Потом повернулся к Волосову.
– Сергей Иванович, справку по Китаеву – в личное дело Нестерова вместе с материалами проверки родственников невесты. Представление на него у вас с собой? Давайте сюда, и пригласите Нестерова ко мне на семнадцать пятнадцать. После встречи, если все пройдет нормально, я подпишу.
«Саблин» и «Архипелаг Гулаг»
«Саблин» позвонил примерно в час дня и запросился на встречу.
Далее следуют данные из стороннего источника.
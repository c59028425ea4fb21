// libs/doctor-cell/src/services/directory.rs
use anyhow::Result;
use reqwest::Method;
use serde_json::Value;
use tracing::debug;

use shared_config::AppConfig;
use shared_database::portal::PortalClient;

use crate::models::Doctor;

/// Read-only view of the clinic's provider roster. An unknown doctor name in
/// an availability query looks vacuously free, so booking paths confirm the
/// doctor exists here first.
pub struct DoctorDirectoryService {
    portal: PortalClient,
}

impl DoctorDirectoryService {
    pub fn new(config: &AppConfig) -> Self {
        Self {
            portal: PortalClient::new(config),
        }
    }

    pub async fn list_doctors(&self, auth_token: &str) -> Result<Vec<Doctor>> {
        debug!("Fetching doctor roster");

        let result: Vec<Value> = self
            .portal
            .request(
                Method::GET,
                "/rest/v1/doctors?is_active=eq.true&order=name.asc",
                Some(auth_token),
                None,
            )
            .await?;

        let doctors = result
            .into_iter()
            .map(serde_json::from_value)
            .collect::<std::result::Result<Vec<Doctor>, _>>()?;

        Ok(doctors)
    }

    pub async fn get_by_name(&self, name: &str, auth_token: &str) -> Result<Option<Doctor>> {
        debug!("Looking up doctor: {}", name);

        let path = format!(
            "/rest/v1/doctors?name=eq.{}&is_active=eq.true",
            urlencode(name)
        );
        let result: Vec<Value> = self
            .portal
            .request(Method::GET, &path, Some(auth_token), None)
            .await?;

        match result.into_iter().next() {
            Some(value) => Ok(Some(serde_json::from_value(value)?)),
            None => Ok(None),
        }
    }

    pub async fn exists(&self, name: &str, auth_token: &str) -> Result<bool> {
        Ok(self.get_by_name(name, auth_token).await?.is_some())
    }

    /// Roster as the plain name list the availability calculator consumes.
    pub async fn roster_names(&self, auth_token: &str) -> Result<Vec<String>> {
        Ok(self
            .list_doctors(auth_token)
            .await?
            .into_iter()
            .map(|d| d.name)
            .collect())
    }
}

fn urlencode(raw: &str) -> String {
    raw.replace('%', "%25").replace(' ', "%20").replace('&', "%26")
}
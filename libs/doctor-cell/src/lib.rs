pub mod handlers;
pub mod models;
pub mod router;
pub mod services;

pub use models::Doctor;
// libs/appointment-cell/src/services/schedule.rs
use chrono::{Local, NaiveDate};
use reqwest::Method;
use serde_json::Value;
use std::sync::Arc;
use tracing::debug;

use doctor_cell::services::directory::DoctorDirectoryService;
use scheduling_cell::availability::{
    day_schedule, open_doctor_slots, OccupancyView, OpenSlot, SlotAvailability,
};
use scheduling_cell::layout::{layout_day, Placement};
use scheduling_cell::lifecycle::AppointmentLifecycle;
use scheduling_cell::models::Appointment;
use shared_config::AppConfig;
use shared_database::portal::PortalClient;

use crate::models::{AnonymizedAppointment, AppointmentError, RequestItem};

/// Read-side scheduling surface: slot availability, calendar layout, the
/// anonymized occupancy feed, and the staff requests inbox. All computation
/// happens in the scheduling cell; this service only fetches snapshots and
/// shapes responses.
pub struct ScheduleService {
    portal: Arc<PortalClient>,
    directory: DoctorDirectoryService,
}

impl ScheduleService {
    pub fn new(config: &AppConfig) -> Self {
        Self {
            portal: Arc::new(PortalClient::new(config)),
            directory: DoctorDirectoryService::new(config),
        }
    }

    /// Per-slot classification of one doctor's day.
    pub async fn doctor_day(
        &self,
        date: NaiveDate,
        doctor: &str,
        view: OccupancyView,
        auth_token: &str,
    ) -> Result<Vec<SlotAvailability>, AppointmentError> {
        let snapshot = self.appointments_for_date(date, auth_token).await?;
        Ok(day_schedule(
            date,
            doctor,
            &snapshot,
            Local::now().naive_local(),
            view,
        ))
    }

    /// Public "any doctor" availability across the active roster.
    pub async fn public_day(
        &self,
        date: NaiveDate,
        auth_token: &str,
    ) -> Result<Vec<OpenSlot>, AppointmentError> {
        let roster = self
            .directory
            .roster_names(auth_token)
            .await
            .map_err(|e| AppointmentError::DatabaseError(e.to_string()))?;
        let snapshot = self.appointments_for_date(date, auth_token).await?;

        debug!(
            "Computing public availability on {} across {} doctors",
            date,
            roster.len()
        );
        Ok(open_doctor_slots(
            date,
            &roster,
            &snapshot,
            Local::now().naive_local(),
        ))
    }

    /// Column layout for the calendar view of one day. Cancelled appointments
    /// never render.
    pub async fn calendar_layout(
        &self,
        date: NaiveDate,
        doctor: Option<&str>,
        auth_token: &str,
    ) -> Result<Vec<Placement>, AppointmentError> {
        let mut snapshot = self.appointments_for_date(date, auth_token).await?;
        snapshot.retain(|a| !a.is_cancelled());
        if let Some(doctor) = doctor {
            snapshot.retain(|a| a.doctor == doctor);
        }
        Ok(layout_day(&snapshot))
    }

    /// Occupancy for a date with patient identity stripped, consumed by
    /// patients checking slots they do not own.
    pub async fn anonymized_day(
        &self,
        date: NaiveDate,
        auth_token: &str,
    ) -> Result<Vec<AnonymizedAppointment>, AppointmentError> {
        let snapshot = self.appointments_for_date(date, auth_token).await?;
        Ok(snapshot
            .iter()
            .filter(|a| !a.is_cancelled())
            .map(AnonymizedAppointment::from)
            .collect())
    }

    /// Staff requests inbox: everything awaiting attention, labelled by its
    /// payment affordance.
    pub async fn requests_inbox(
        &self,
        auth_token: &str,
    ) -> Result<Vec<RequestItem>, AppointmentError> {
        let path = "/rest/v1/appointments?order=date.asc,time.asc";
        let result: Vec<Value> = self
            .portal
            .request(Method::GET, path, Some(auth_token), None)
            .await
            .map_err(|e| AppointmentError::DatabaseError(e.to_string()))?;

        let appointments = result
            .into_iter()
            .map(serde_json::from_value)
            .collect::<std::result::Result<Vec<Appointment>, _>>()
            .map_err(|e| {
                AppointmentError::DatabaseError(format!("Failed to parse appointments: {}", e))
            })?;

        Ok(appointments
            .into_iter()
            .filter(|a| AppointmentLifecycle::needs_staff_attention(a.status))
            .filter_map(|a| {
                AppointmentLifecycle::attention_label(a.status, a.payment_status).map(|label| {
                    RequestItem {
                        payment_status: a.payment_status,
                        label,
                        appointment: a,
                    }
                })
            })
            .collect())
    }

    async fn appointments_for_date(
        &self,
        date: NaiveDate,
        auth_token: &str,
    ) -> Result<Vec<Appointment>, AppointmentError> {
        let path = format!("/rest/v1/appointments?date=eq.{}&order=time.asc", date);
        let result: Vec<Value> = self
            .portal
            .request(Method::GET, &path, Some(auth_token), None)
            .await
            .map_err(|e| AppointmentError::DatabaseError(e.to_string()))?;

        result
            .into_iter()
            .map(serde_json::from_value)
            .collect::<std::result::Result<Vec<Appointment>, _>>()
            .map_err(|e| {
                AppointmentError::DatabaseError(format!("Failed to parse appointments: {}", e))
            })
    }
}
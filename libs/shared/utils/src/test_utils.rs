use std::sync::Arc;

use base64::{engine::general_purpose, Engine as _};
use chrono::{Duration, Utc};
use hmac::{Hmac, Mac};
use serde_json::json;
use sha2::Sha256;
use uuid::Uuid;

use shared_config::AppConfig;
use shared_models::auth::User;

pub struct TestConfig {
    pub jwt_secret: String,
    pub portal_url: String,
    pub portal_api_key: String,
}

impl Default for TestConfig {
    fn default() -> Self {
        Self {
            jwt_secret: "test-secret-key-for-jwt-validation-must-be-long-enough".to_string(),
            portal_url: "http://localhost:54321".to_string(),
            portal_api_key: "test-api-key".to_string(),
        }
    }
}

impl TestConfig {
    pub fn with_portal_url(url: &str) -> Self {
        Self {
            portal_url: url.to_string(),
            ..Default::default()
        }
    }

    pub fn to_app_config(&self) -> AppConfig {
        AppConfig {
            portal_db_url: self.portal_url.clone(),
            portal_db_api_key: self.portal_api_key.clone(),
            portal_jwt_secret: self.jwt_secret.clone(),
        }
    }

    pub fn to_arc(&self) -> Arc<AppConfig> {
        Arc::new(self.to_app_config())
    }
}

pub struct TestUser {
    pub id: String,
    pub email: String,
    pub role: String,
}

impl Default for TestUser {
    fn default() -> Self {
        Self {
            id: Uuid::new_v4().to_string(),
            email: "test@example.com".to_string(),
            role: "patient".to_string(),
        }
    }
}

impl TestUser {
    pub fn new(email: &str, role: &str) -> Self {
        Self {
            id: Uuid::new_v4().to_string(),
            email: email.to_string(),
            role: role.to_string(),
        }
    }

    pub fn patient(email: &str) -> Self {
        Self::new(email, "patient")
    }

    pub fn doctor(email: &str) -> Self {
        Self::new(email, "doctor")
    }

    pub fn admin(email: &str) -> Self {
        Self::new(email, "admin")
    }

    pub fn to_user(&self) -> User {
        User {
            id: self.id.clone(),
            email: Some(self.email.clone()),
            role: Some(self.role.clone()),
            created_at: Some(Utc::now()),
        }
    }
}

pub struct JwtTestUtils;

impl JwtTestUtils {
    pub fn create_test_token(user: &TestUser, secret: &str, exp_hours: Option<i64>) -> String {
        let now = Utc::now();
        let exp = now + Duration::hours(exp_hours.unwrap_or(24));

        let header = json!({
            "alg": "HS256",
            "typ": "JWT"
        });

        let payload = json!({
            "sub": user.id,
            "email": user.email,
            "role": user.role,
            "iat": now.timestamp(),
            "exp": exp.timestamp()
        });

        let header_encoded = general_purpose::URL_SAFE_NO_PAD.encode(header.to_string());
        let payload_encoded = general_purpose::URL_SAFE_NO_PAD.encode(payload.to_string());

        let signing_input = format!("{}.{}", header_encoded, payload_encoded);

        let mut mac = Hmac::<Sha256>::new_from_slice(secret.as_bytes())
            .expect("HMAC can take key of any size");
        mac.update(signing_input.as_bytes());
        let signature = mac.finalize().into_bytes();
        let signature_encoded = general_purpose::URL_SAFE_NO_PAD.encode(signature);

        format!("{}.{}", signing_input, signature_encoded)
    }

    pub fn create_expired_token(user: &TestUser, secret: &str) -> String {
        Self::create_test_token(user, secret, Some(-1))
    }

    pub fn create_invalid_signature_token(user: &TestUser) -> String {
        Self::create_test_token(user, "wrong-secret", Some(24))
    }

    pub fn create_malformed_token() -> String {
        "invalid.token.format".to_string()
    }
}

/// Canned portal rows in the wire shapes the REST layer returns.
pub struct MockPortalResponses;

impl MockPortalResponses {
    pub fn doctor_response(name: &str, specialization: &str) -> serde_json::Value {
        json!({
            "id": Uuid::new_v4().to_string(),
            "name": name,
            "specialization": specialization,
            "is_active": true
        })
    }

    pub fn appointment_response(
        patient_id: &str,
        doctor: &str,
        date: &str,
        time: &str,
        status: &str,
    ) -> serde_json::Value {
        json!({
            "id": Uuid::new_v4().to_string(),
            "patient_id": patient_id,
            "patient_name": "Test Patient",
            "doctor": doctor,
            "date": date,
            "time": time,
            "duration_minutes": 30,
            "reason": "checkup",
            "custom_reason": null,
            "status": status,
            "payment_status": "unpaid",
            "cancellation_requested": false,
            "notes": null
        })
    }
}
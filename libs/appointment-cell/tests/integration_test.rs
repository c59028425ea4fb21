use std::sync::Arc;

use axum::{
    body::Body,
    http::{Request, StatusCode},
    Router,
};
use chrono::{Duration, Local};
use serde_json::json;
use tower::ServiceExt;
use uuid::Uuid;
use wiremock::matchers::{method, path};
use wiremock::{Mock, MockServer, ResponseTemplate};

use appointment_cell::router::appointment_routes;
use shared_config::AppConfig;
use shared_utils::test_utils::{JwtTestUtils, MockPortalResponses, TestConfig, TestUser};

fn create_test_app(config: AppConfig) -> Router {
    appointment_routes(Arc::new(config))
}

#[tokio::test]
async fn request_without_token_is_unauthorized() {
    let config = TestConfig::default();
    let app = create_test_app(config.to_app_config());

    let response = app
        .oneshot(
            Request::builder()
                .method("GET")
                .uri("/requests")
                .body(Body::empty())
                .unwrap(),
        )
        .await
        .unwrap();

    assert_eq!(response.status(), StatusCode::UNAUTHORIZED);
}

#[tokio::test]
async fn token_with_bad_signature_is_unauthorized() {
    let config = TestConfig::default();
    let app = create_test_app(config.to_app_config());

    let user = TestUser::patient("alice@example.com");
    let token = JwtTestUtils::create_invalid_signature_token(&user);

    let response = app
        .oneshot(
            Request::builder()
                .method("GET")
                .uri("/requests")
                .header("Authorization", format!("Bearer {}", token))
                .body(Body::empty())
                .unwrap(),
        )
        .await
        .unwrap();

    assert_eq!(response.status(), StatusCode::UNAUTHORIZED);
}

#[tokio::test]
async fn expired_token_is_unauthorized() {
    let config = TestConfig::default();
    let app = create_test_app(config.to_app_config());

    let user = TestUser::patient("alice@example.com");
    let token = JwtTestUtils::create_expired_token(&user, &config.jwt_secret);

    let response = app
        .oneshot(
            Request::builder()
                .method("GET")
                .uri("/requests")
                .header("Authorization", format!("Bearer {}", token))
                .body(Body::empty())
                .unwrap(),
        )
        .await
        .unwrap();

    assert_eq!(response.status(), StatusCode::UNAUTHORIZED);
}

#[tokio::test]
async fn patient_books_their_own_appointment() {
    let mock_server = MockServer::start().await;
    let config = TestConfig::with_portal_url(&mock_server.uri());
    let app = create_test_app(config.to_app_config());

    let user = TestUser::patient("alice@example.com");
    let token = JwtTestUtils::create_test_token(&user, &config.jwt_secret, None);
    let date = Local::now().date_naive() + Duration::days(1);

    Mock::given(method("GET"))
        .and(path("/rest/v1/doctors"))
        .respond_with(ResponseTemplate::new(200).set_body_json(json!([
            MockPortalResponses::doctor_response("Dr. Reyes", "General Dentistry")
        ])))
        .mount(&mock_server)
        .await;
    Mock::given(method("GET"))
        .and(path("/rest/v1/appointments"))
        .respond_with(ResponseTemplate::new(200).set_body_json(json!([])))
        .mount(&mock_server)
        .await;
    Mock::given(method("POST"))
        .and(path("/rest/v1/appointments"))
        .respond_with(ResponseTemplate::new(201).set_body_json(json!([
            MockPortalResponses::appointment_response(
                &user.id,
                "Dr. Reyes",
                &date.to_string(),
                "10:00",
                "pending"
            )
        ])))
        .mount(&mock_server)
        .await;

    let body = json!({
        "patient_id": user.id,
        "patient_name": "Alice Mercer",
        "doctor": "Dr. Reyes",
        "date": date.to_string(),
        "time": "10:00",
        "reason": "checkup"
    });

    let response = app
        .oneshot(
            Request::builder()
                .method("POST")
                .uri("/")
                .header("Authorization", format!("Bearer {}", token))
                .header("Content-Type", "application/json")
                .body(Body::from(body.to_string()))
                .unwrap(),
        )
        .await
        .unwrap();

    assert_eq!(response.status(), StatusCode::OK);
}

#[tokio::test]
async fn booked_out_slot_returns_conflict() {
    let mock_server = MockServer::start().await;
    let config = TestConfig::with_portal_url(&mock_server.uri());
    let app = create_test_app(config.to_app_config());

    let user = TestUser::patient("alice@example.com");
    let token = JwtTestUtils::create_test_token(&user, &config.jwt_secret, None);
    let date = Local::now().date_naive() + Duration::days(1);

    Mock::given(method("GET"))
        .and(path("/rest/v1/doctors"))
        .respond_with(ResponseTemplate::new(200).set_body_json(json!([
            MockPortalResponses::doctor_response("Dr. Reyes", "General Dentistry")
        ])))
        .mount(&mock_server)
        .await;
    Mock::given(method("GET"))
        .and(path("/rest/v1/appointments"))
        .respond_with(ResponseTemplate::new(200).set_body_json(json!([
            MockPortalResponses::appointment_response(
                &Uuid::new_v4().to_string(),
                "Dr. Reyes",
                &date.to_string(),
                "10:00",
                "confirmed"
            )
        ])))
        .mount(&mock_server)
        .await;

    let body = json!({
        "patient_id": user.id,
        "patient_name": "Alice Mercer",
        "doctor": "Dr. Reyes",
        "date": date.to_string(),
        "time": "10:00",
        "reason": "checkup"
    });

    let response = app
        .oneshot(
            Request::builder()
                .method("POST")
                .uri("/")
                .header("Authorization", format!("Bearer {}", token))
                .header("Content-Type", "application/json")
                .body(Body::from(body.to_string()))
                .unwrap(),
        )
        .await
        .unwrap();

    assert_eq!(response.status(), StatusCode::CONFLICT);
}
«Интересно, – думал Сергей, – что могло случиться? К чему такая срочность? Наверное, опять что-то накопал».
Нестеров вспомнил, как достался ему этот агент.
Дело на него пришло из Управления военной контрразведки. «Саблин» служил срочную службу в комитетской войсковой части, занимающейся пеленгацией радиостанций, нелегально работающих на территории СССР, и перехватом радийных сообщений разведцентров противника со своей агентурой. Через год службы он подал рапорт с просьбой оказать содействие в поступлении в Высшую школу КГБ. «Прошение», естественно, оказалось на столе у работника особого отдела, который по заведенному порядку встретился с кандидатом в чекисты. Парень ему понравился, толковый, мозги работают в правильном направлении – значит, можно и помочь такому хлопцу. Но, с другой стороны, у оперработника есть еще и план по вербовочной работе, так почему не совместить приятное с полезным? Пока суд да дело, товарищу сержанту было предложено послужить Родине в качестве негласного помощника органов государственной безопасности, на что тот согласился и выбрал себе псевдоним «Саблин».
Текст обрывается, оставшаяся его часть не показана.